Honorarios de Abogados Romanos—Con Tope Legal
En Roma, tu abogado no podía cobrarte más de 10.000 sestercios, fueras tan rico como fueras.

Unknown — "Bronze stylus" (1st‒2nd century CE), public domain
Los abogados tenían un techo de precio
En la Roma imperial, un abogado no podía poner el precio que quisiera. La Lex Cincia fijaba el tope en 10.000 sestercios—una suma respetable, pero calderilla para los ricos. ¿Cobrar más? Técnicamente, era delito.
Trucos y favores bajo la mesa
Este techo legal intentaba que la justicia fuera accesible para cualquier romano. En la práctica, los clientes regalaban 'obsequios' lujosos o pagaban 'servicios' para contentar a sus abogados. La ley era estricta, pero la creatividad romana encontraba el hueco.

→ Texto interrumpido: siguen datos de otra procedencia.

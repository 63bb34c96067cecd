//! In-process snapshot store.

use std::collections::HashMap;
use std::fs::File;
use std::io::BufReader;
use std::path::Path;
use std::sync::Arc;

use async_trait::async_trait;
use dashmap::DashMap;

use crate::store::{CachedDocument, SnapshotStore, StoreError};

/// A concurrent map of snapshots.
///
/// Seeded once at startup (from a manifest, or by tests); clones share the
/// same map.
#[derive(Debug, Clone, Default)]
pub struct MemoryStore {
    inner: Arc<DashMap<String, CachedDocument>>,
}

impl MemoryStore {
    /// Create a new empty store.
    pub fn new() -> Self {
        Self::default()
    }

    /// Load a JSON manifest of the form `{ "/index": "<html>...", "/robots.txt": "..." }`.
    pub fn load_manifest(path: &Path) -> Result<Self, StoreError> {
        let file = File::open(path)?;
        let map: HashMap<String, String> = serde_json::from_reader(BufReader::new(file))?;

        let store = Self::new();
        for (key, body) in map {
            store.insert(key, CachedDocument::new(body));
        }
        tracing::info!(path = %path.display(), documents = store.len(), "Loaded snapshot manifest");
        Ok(store)
    }

    /// Insert or replace a document.
    pub fn insert(&self, key: impl Into<String>, document: CachedDocument) {
        self.inner.insert(key.into(), document);
    }

    /// Number of stored documents.
    pub fn len(&self) -> usize {
        self.inner.len()
    }

    pub fn is_empty(&self) -> bool {
        self.inner.is_empty()
    }
}

#[async_trait]
impl SnapshotStore for MemoryStore {
    async fn get(&self, key: &str) -> Result<Option<CachedDocument>, StoreError> {
        Ok(self.inner.get(key).map(|r| r.value().clone()))
    }

    fn name(&self) -> &'static str {
        "memory"
    }
}

#[cfg(test)]
mod tests {
    use super::*;

    #[tokio::test]
    async fn test_insert_and_get() {
        let store = MemoryStore::new();
        assert!(store.get("/index").await.unwrap().is_none());

        store.insert("/index", CachedDocument::new("<h1>home</h1>"));
        let doc = store.get("/index").await.unwrap().unwrap();
        assert_eq!(doc.body, "<h1>home</h1>");

        // Keys are exact
        assert!(store.get("/index/").await.unwrap().is_none());
    }

    #[tokio::test]
    async fn test_clones_share_entries() {
        let store = MemoryStore::new();
        let other = store.clone();
        store.insert("/pricing", CachedDocument::new("plans"));
        assert_eq!(other.len(), 1);
        assert!(other.get("/pricing").await.unwrap().is_some());
    }

    #[tokio::test]
    async fn test_load_manifest() {
        let path = std::env::temp_dir().join(format!("snapshots-{}.json", uuid::Uuid::new_v4()));
        std::fs::write(
            &path,
            r#"{ "/index": "<html>home</html>", "/robots.txt": "User-agent: *\nAllow: /" }"#,
        )
        .unwrap();

        let store = MemoryStore::load_manifest(&path).unwrap();
        assert_eq!(store.len(), 2);
        let robots = store.get("/robots.txt").await.unwrap().unwrap();
        assert!(robots.body.starts_with("User-agent"));

        std::fs::remove_file(path).unwrap_or_default();
    }

    #[test]
    fn test_load_manifest_errors() {
        let missing = MemoryStore::load_manifest(Path::new("/nonexistent/snapshots.json"));
        assert!(matches!(missing, Err(StoreError::Io(_))));

        let path = std::env::temp_dir().join(format!("snapshots-{}.json", uuid::Uuid::new_v4()));
        std::fs::write(&path, "[1, 2, 3]").unwrap();
        assert!(matches!(MemoryStore::load_manifest(&path), Err(StoreError::Manifest(_))));
        std::fs::remove_file(path).unwrap_or_default();
    }
}
//! Reserved path matching.
//!
//! # Responsibilities
//! - Match configured passthrough prefixes (case-sensitive)
//! - Recognize the two well-known crawl documents by exact path
//!
//! # Design Decisions
//! - Path matching is case-sensitive
//! - No regex to guarantee O(n) matching
//! - Well-known documents are always reserved, whatever the prefix list says

use crate::config::RoutingConfig;

/// A crawl document served from the store for every visitor.
#[derive(Debug, Clone, Copy, PartialEq, Eq)]
pub struct WellKnownDocument {
    /// Exact request path, also the store key.
    pub path: &'static str,
    /// `content-type` used when serving it from the store.
    pub content_type: &'static str,
}

pub const ROBOTS_TXT: WellKnownDocument = WellKnownDocument {
    path: "/robots.txt",
    content_type: "text/plain; charset=utf-8",
};

pub const SITEMAP_XML: WellKnownDocument = WellKnownDocument {
    path: "/sitemap.xml",
    content_type: "application/xml",
};

const WELL_KNOWN: [WellKnownDocument; 2] = [ROBOTS_TXT, SITEMAP_XML];

/// Look up a well-known document by exact path.
pub fn well_known_document(path: &str) -> Option<WellKnownDocument> {
    WELL_KNOWN.iter().copied().find(|doc| doc.path == path)
}

/// Matches the request path prefix.
#[derive(Debug, Clone)]
pub struct PathPrefixMatcher {
    prefix: String,
}

impl PathPrefixMatcher {
    /// Create a new path prefix matcher.
    pub fn new(prefix: impl Into<String>) -> Self {
        Self {
            prefix: prefix.into(),
        }
    }

    pub fn matches(&self, path: &str) -> bool {
        path.starts_with(&self.prefix)
    }
}

/// Paths that skip crawler detection and go straight to the upstream.
#[derive(Debug, Clone)]
pub struct ReservedPaths {
    prefixes: Vec<PathPrefixMatcher>,
}

impl ReservedPaths {
    pub fn from_config(config: &RoutingConfig) -> Self {
        Self {
            prefixes: config
                .passthrough_prefixes
                .iter()
                .map(PathPrefixMatcher::new)
                .collect(),
        }
    }

    /// True for any passthrough prefix or well-known document.
    pub fn is_reserved(&self, path: &str) -> bool {
        well_known_document(path).is_some() || self.prefixes.iter().any(|m| m.matches(path))
    }
}

#[cfg(test)]
mod tests {
    use super::*;

    #[test]
    fn test_path_matcher() {
        let matcher = PathPrefixMatcher::new("/_next");
        assert!(matcher.matches("/_next/static/chunk.js"));
        assert!(matcher.matches("/_next"));
        assert!(!matcher.matches("/pricing"));
        assert!(!matcher.matches("/_NEXT/static"));
    }

    #[test]
    fn test_default_reserved_paths() {
        let reserved = ReservedPaths::from_config(&RoutingConfig::default());
        assert!(reserved.is_reserved("/_next/image?url=x"));
        assert!(reserved.is_reserved("/favicon.ico"));
        assert!(reserved.is_reserved("/robots.txt"));
        assert!(reserved.is_reserved("/sitemap.xml"));
        assert!(!reserved.is_reserved("/"));
        assert!(!reserved.is_reserved("/pricing"));
    }

    #[test]
    fn test_well_known_documents_always_reserved() {
        let reserved = ReservedPaths::from_config(&RoutingConfig {
            passthrough_prefixes: vec![],
        });
        assert!(reserved.is_reserved("/robots.txt"));
        assert!(reserved.is_reserved("/sitemap.xml"));
        assert!(!reserved.is_reserved("/favicon.ico"));
    }

    #[test]
    fn test_well_known_lookup_is_exact() {
        assert_eq!(well_known_document("/robots.txt"), Some(ROBOTS_TXT));
        assert_eq!(well_known_document("/sitemap.xml"), Some(SITEMAP_XML));
        assert_eq!(well_known_document("/robots.txt/"), None);
        assert_eq!(well_known_document("/sitemap.xml.gz"), None);
    }
}
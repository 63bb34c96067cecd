//! Resolved site configuration shared by every request.

use url::Url;

use crate::config::schema::SiteSettings;
use crate::config::validation::{check_distinct_hosts, parse_origin, ValidationError};

/// The upstream/canonical origin pair plus the debug flag.
///
/// Built once at startup and passed by reference through classification,
/// proxying and rewriting. Nothing in the request path reads origins from
/// anywhere else.
#[derive(Debug, Clone, PartialEq, Eq)]
pub struct SiteConfig {
    upstream: Url,
    canonical: Url,
    debug: bool,
}

impl SiteConfig {
    /// Create a site config from already-parsed origins.
    pub fn new(upstream: Url, canonical: Url, debug: bool) -> Result<Self, ValidationError> {
        check_distinct_hosts(&upstream, &canonical)?;
        Ok(Self {
            upstream,
            canonical,
            debug,
        })
    }

    /// Parse and check the `[site]` section.
    pub fn from_settings(settings: &SiteSettings) -> Result<Self, Vec<ValidationError>> {
        let upstream = parse_origin("site.upstream_origin", &settings.upstream_origin);
        let canonical = parse_origin("site.canonical_origin", &settings.canonical_origin);
        match (upstream, canonical) {
            (Ok(u), Ok(c)) => Self::new(u, c, settings.debug).map_err(|e| vec![e]),
            (u, c) => Err(u.err().into_iter().chain(c.err()).collect()),
        }
    }

    pub fn upstream(&self) -> &Url {
        &self.upstream
    }

    pub fn canonical(&self) -> &Url {
        &self.canonical
    }

    pub fn debug(&self) -> bool {
        self.debug
    }

    /// `scheme://host[:port]` of the upstream.
    pub fn upstream_origin(&self) -> String {
        self.upstream.origin().ascii_serialization()
    }

    /// `scheme://host[:port]` of the canonical site.
    pub fn canonical_origin(&self) -> String {
        self.canonical.origin().ascii_serialization()
    }

    /// `host[:port]` of the upstream, as it appears after `//`.
    pub fn upstream_authority(&self) -> String {
        authority(&self.upstream)
    }

    /// `host[:port]` of the canonical site.
    pub fn canonical_authority(&self) -> String {
        authority(&self.canonical)
    }
}

fn authority(url: &Url) -> String {
    let host = url.host_str().unwrap_or_default();
    match url.port() {
        Some(port) => format!("{}:{}", host, port),
        None => host.to_string(),
    }
}
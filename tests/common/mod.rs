//! Shared utilities for integration testing.

#![allow(dead_code)]

use std::net::SocketAddr;
use std::sync::{Arc, Mutex};
use std::time::Duration;

use prerender_proxy::store::MemoryStore;
use prerender_proxy::{HttpServer, ProxyConfig, Shutdown};
use tokio::io::{AsyncReadExt, AsyncWriteExt};
use tokio::net::TcpListener;

pub const CANONICAL_ORIGIN: &str = "https://public.example";
pub const GOOGLEBOT: &str = "Mozilla/5.0 (compatible; Googlebot/2.1; +http://www.google.com/bot.html)";
pub const CHROME: &str =
    "Mozilla/5.0 (Windows NT 10.0; Win64; x64) AppleWebKit/537.36 (KHTML, like Gecko) Chrome/126.0 Safari/537.36";

/// A canned upstream response.
#[derive(Debug, Clone)]
pub struct MockResponse {
    pub status: u16,
    pub headers: Vec<(String, String)>,
    pub body: Vec<u8>,
    /// Wait before sending anything.
    pub delay: Duration,
    /// Wait between the response head and the body.
    pub body_delay: Duration,
}

impl MockResponse {
    pub fn new(status: u16, body: impl Into<Vec<u8>>) -> Self {
        Self {
            status,
            headers: Vec::new(),
            body: body.into(),
            delay: Duration::ZERO,
            body_delay: Duration::ZERO,
        }
    }

    pub fn html(body: &str) -> Self {
        Self::new(200, body).header("Content-Type", "text/html")
    }

    pub fn header(mut self, name: &str, value: &str) -> Self {
        self.headers.push((name.to_string(), value.to_string()));
        self
    }

    pub fn delay(mut self, delay: Duration) -> Self {
        self.delay = delay;
        self
    }

    pub fn body_delay(mut self, delay: Duration) -> Self {
        self.body_delay = delay;
        self
    }
}

/// Request heads received by a mock backend, in arrival order.
pub type RequestLog = Arc<Mutex<Vec<String>>>;

/// Start a programmable mock backend on an ephemeral port.
///
/// The closure receives the raw request head (request line + headers).
pub async fn start_programmable_backend<F>(f: F) -> (SocketAddr, RequestLog)
where
    F: Fn(&str) -> MockResponse + Send + Sync + 'static,
{
    let listener = TcpListener::bind("127.0.0.1:0").await.unwrap();
    let addr = listener.local_addr().unwrap();
    let log: RequestLog = Arc::new(Mutex::new(Vec::new()));
    let f = Arc::new(f);

    let requests = log.clone();
    tokio::spawn(async move {
        loop {
            match listener.accept().await {
                Ok((mut socket, _)) => {
                    let f = f.clone();
                    let requests = requests.clone();
                    tokio::spawn(async move {
                        let head = read_head(&mut socket).await;
                        requests.lock().unwrap().push(head.clone());

                        let response = f(&head);
                        tokio::time::sleep(response.delay).await;

                        let mut raw = format!("HTTP/1.1 {} {}\r\n", response.status, reason(response.status));
                        for (name, value) in &response.headers {
                            raw.push_str(&format!("{}: {}\r\n", name, value));
                        }
                        raw.push_str(&format!(
                            "Content-Length: {}\r\nConnection: close\r\n\r\n",
                            response.body.len()
                        ));

                        let _ = socket.write_all(raw.as_bytes()).await;
                        tokio::time::sleep(response.body_delay).await;
                        let _ = socket.write_all(&response.body).await;
                        let _ = socket.shutdown().await;
                    });
                }
                Err(_) => break,
            }
        }
    });

    (addr, log)
}

async fn read_head(socket: &mut tokio::net::TcpStream) -> String {
    let mut buf = Vec::new();
    let mut chunk = [0u8; 1024];
    loop {
        match socket.read(&mut chunk).await {
            Ok(0) | Err(_) => break,
            Ok(n) => {
                buf.extend_from_slice(&chunk[..n]);
                if buf.windows(4).any(|w| w == b"\r\n\r\n") {
                    break;
                }
            }
        }
    }
    String::from_utf8_lossy(&buf).into_owned()
}

fn reason(status: u16) -> &'static str {
    match status {
        200 => "OK",
        301 => "Moved Permanently",
        302 => "Found",
        304 => "Not Modified",
        404 => "Not Found",
        500 => "Internal Server Error",
        _ => "Status",
    }
}

/// An address nothing listens on.
pub async fn closed_addr() -> SocketAddr {
    let listener = TcpListener::bind("127.0.0.1:0").await.unwrap();
    listener.local_addr().unwrap()
}

/// Proxy configuration pointing at `upstream`.
pub fn proxy_config(upstream: SocketAddr) -> ProxyConfig {
    let mut config = ProxyConfig::default();
    config.site.upstream_origin = format!("http://{}", upstream);
    config.site.canonical_origin = CANONICAL_ORIGIN.to_string();
    config
}

/// Start the proxy with an in-memory store; returns its address.
pub async fn start_proxy(config: ProxyConfig, store: MemoryStore) -> (SocketAddr, Shutdown) {
    let server = HttpServer::with_store(config, Arc::new(store)).unwrap();
    let listener = TcpListener::bind("127.0.0.1:0").await.unwrap();
    let addr = listener.local_addr().unwrap();

    let shutdown = Shutdown::new();
    let server_shutdown = shutdown.subscribe();
    tokio::spawn(async move {
        let _ = server.run(listener, server_shutdown).await;
    });

    (addr, shutdown)
}

/// Test client that never follows redirects.
pub fn client() -> reqwest::Client {
    reqwest::Client::builder()
        .redirect(reqwest::redirect::Policy::none())
        .no_proxy()
        .build()
        .unwrap()
}

/// Test client that neither follows redirects nor decodes content codings.
pub fn raw_client() -> reqwest::Client {
    reqwest::Client::builder()
        .redirect(reqwest::redirect::Policy::none())
        .no_proxy()
        .no_gzip()
        .no_brotli()
        .no_deflate()
        .no_zstd()
        .build()
        .unwrap()
}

La ley romana regulaba al milímetro los honorarios de los abogados. La Lex Cincia, reafirmada una y otra vez bajo Augusto y otros emperadores, ponía un límite duro a lo que podían aceptar por caso—más o menos lo que costaba una casa de campo modesta. La idea era que el asesoramiento legal no fuera solo para ricos, pero todos encontraban la forma de saltarse la norma.